# Wilson Staff FG tour V2- from start to finish



## granters (Jun 25, 2012)

Won't be sleeping much tonight due to the wee man so thought i'd do an in depth review of my new irons from custom fit to present

Custom Fit-

I went to the Wilson factory in April, after 16 years of using my previous Wilson blades, and getting down to  5 with them. But there was something nagging at me, that i was missing out on the benefits of new technology. 

I tried out the original FG Tour, and while it was a great club, i preferred the appearance of the V2 which is a little more refined, and a little less forgiving







Firstly i tried out a regular KBS shaft, standard length as my old irons were exactly that. Immediately the fitter noticed that they were too short, although i was hitting the ball well with them. I was reaching a little which led to higher dispersion, both draws and hooks with a ballooning flight.

I then went up to a KBS stiff shaft, standard length and immediately the dispersion improved, but the flight was a little low and i lost a good 10 yards distance. My swing speed was measured at 88mph (6 iron), but i have a fairly smooth tempo so was stuck between stiff and regular.
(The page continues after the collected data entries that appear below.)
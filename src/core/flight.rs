//! Single-flight execution keyed by an arbitrary value.
//!
//! The first caller for a key spawns the work as a detached task; callers
//! arriving while it runs subscribe to the same result. Because the work is
//! detached, a caller that stops waiting (timeout, cancellation) never
//! aborts it for everyone else.

use std::collections::HashMap;
use std::future::Future;
use std::hash::Hash;
use std::sync::{Arc, Mutex, MutexGuard};

use tokio::sync::watch;

/// Handle on an in-flight (or just finished) operation
pub struct Flight<V> {
    rx: watch::Receiver<Option<V>>,
    leader: bool,
}

impl<V: Clone> Flight<V> {
    /// Whether this caller started the operation
    pub fn is_leader(&self) -> bool {
        self.leader
    }

    /// Wait for the shared result.
    ///
    /// Returns None only if the task died without producing a value.
    pub async fn wait(mut self) -> Option<V> {
        match self.rx.wait_for(|v| v.is_some()).await {
            Ok(value) => value.clone(),
            Err(_) => None,
        }
    }
}

/// Collapses concurrent operations on the same key into one
pub struct SingleFlight<K, V> {
    inflight: Mutex<HashMap<K, watch::Receiver<Option<V>>>>,
}

impl<K, V> Default for SingleFlight<K, V> {
    fn default() -> Self {
        Self {
            inflight: Mutex::new(HashMap::new()),
        }
    }
}

/// Removes the key when the task ends, including by panic
struct FlightGuard<K: Eq + Hash, V> {
    group: Arc<SingleFlight<K, V>>,
    key: K,
}

impl<K: Eq + Hash, V> Drop for FlightGuard<K, V> {
    fn drop(&mut self) {
        self.group.lock().remove(&self.key);
    }
}

impl<K, V> SingleFlight<K, V> {
    pub fn new() -> Self {
        Self::default()
    }

    fn lock(&self) -> MutexGuard<'_, HashMap<K, watch::Receiver<Option<V>>>> {
        self.inflight.lock().unwrap_or_else(|poisoned| poisoned.into_inner())
    }

    /// Number of keys with work currently running
    pub fn len(&self) -> usize {
        self.lock().len()
    }

    pub fn is_empty(&self) -> bool {
        self.len() == 0
    }
}

impl<K, V> SingleFlight<K, V>
where
    K: Eq + Hash + Clone + Send + Sync + 'static,
    V: Clone + Send + Sync + 'static,
{
    /// Whether work for `key` is running right now
    pub fn contains(&self, key: &K) -> bool {
        self.lock().contains_key(key)
    }

    /// Join the flight for `key`, or start one by spawning `make()`.
    ///
    /// `make` is only called when this caller becomes the leader.
    pub fn join_or_start<F, Fut>(self: &Arc<Self>, key: K, make: F) -> Flight<V>
    where
        F: FnOnce() -> Fut,
        Fut: Future<Output = V> + Send + 'static,
    {
        let mut map = self.lock();
        if let Some(rx) = map.get(&key) {
            return Flight {
                rx: rx.clone(),
                leader: false,
            };
        }

        let (tx, rx) = watch::channel(None);
        map.insert(key.clone(), rx.clone());
        drop(map);

        let work = make();
        let guard = FlightGuard {
            group: Arc::clone(self),
            key,
        };

        tokio::spawn(async move {
            let value = work.await;
            // Unregister first so late arrivals start fresh instead of
            // reading a result they did not ask for.
            drop(guard);
            let _ = tx.send(Some(value));
        });

        Flight { rx, leader: true }
    }
}
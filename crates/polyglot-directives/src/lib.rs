//! Polyglot Directives - magic command parsing and binding
//!
//! Submitted text may interleave language code with directives:
//!
//! ```text
//! #!csharp                 <- kernel selector
//! #r "nuget:Newtonsoft"    <- compiler directive, left for the engine
//! var x = 1;
//! #!set --name y --value @input:"y?"   <- action directive with an expression
//! ```
//!
//! The crate is generic over a [`DirectiveCatalog`]: it knows nothing about
//! specific directives beyond the schema each one declares.
//!
//! - [`lexer`]: line lexer and argument tokenizer
//! - [`parser`]: resolves directive lines against a catalog
//! - [`binder`]: binds arguments to typed parameter values
//! - [`splitter`]: turns a submission into the commands it stands for

pub mod binder;
pub mod catalog;
pub mod directive;
pub mod error;
pub mod expression;
pub mod lexer;
pub mod parser;
pub mod splitter;

pub use binder::{bind, BoundDirective};
pub use catalog::{CatalogEntry, DirectiveCatalog};
pub use directive::{CommandFactory, DirectiveKind, DirectiveParameter, KernelDirective, TypeHint};
pub use error::{codes, error_kind_for_code, DirectiveError};
pub use expression::{ExpressionBinder, ExpressionError, ValueExpression};
pub use parser::{parse, CodeNode, DirectiveNode, ParsedSubmission, SyntaxNode};
pub use splitter::{split_submission, SplitResult};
The shaft just wasn't quite kicking properly unless i really went for it.  The solution actually solved 2 problems. I tried out a plus 1/2", which improved things, and then plus 3/4" which improved things again. The extra length softened the shaft slightly and dispersion was down to around 6 yards by this time but there was still something not quite right in my mind.

I was hitting it very well by this stage, but i mentioned that the shaft still lacked a tiny bit of feel, and we had another look at the club through the ball. The shaft  again wasn't quite kicking through the ball, so the fitter soft stepped the shaft for me (ie put a 5 iron shaft in the 6 iron head). BAM! That was it. It just felt spot on this time, dispersion down to 4 yards and 160 carry, consistent as anything. The flight was boring and strong

The last thing the fitter looked at was the grip. I had a tendency  to flip my hands (which i didn't even realise!) leading to a small draw or pull offline. Easy answer-midsize grip, problem solved.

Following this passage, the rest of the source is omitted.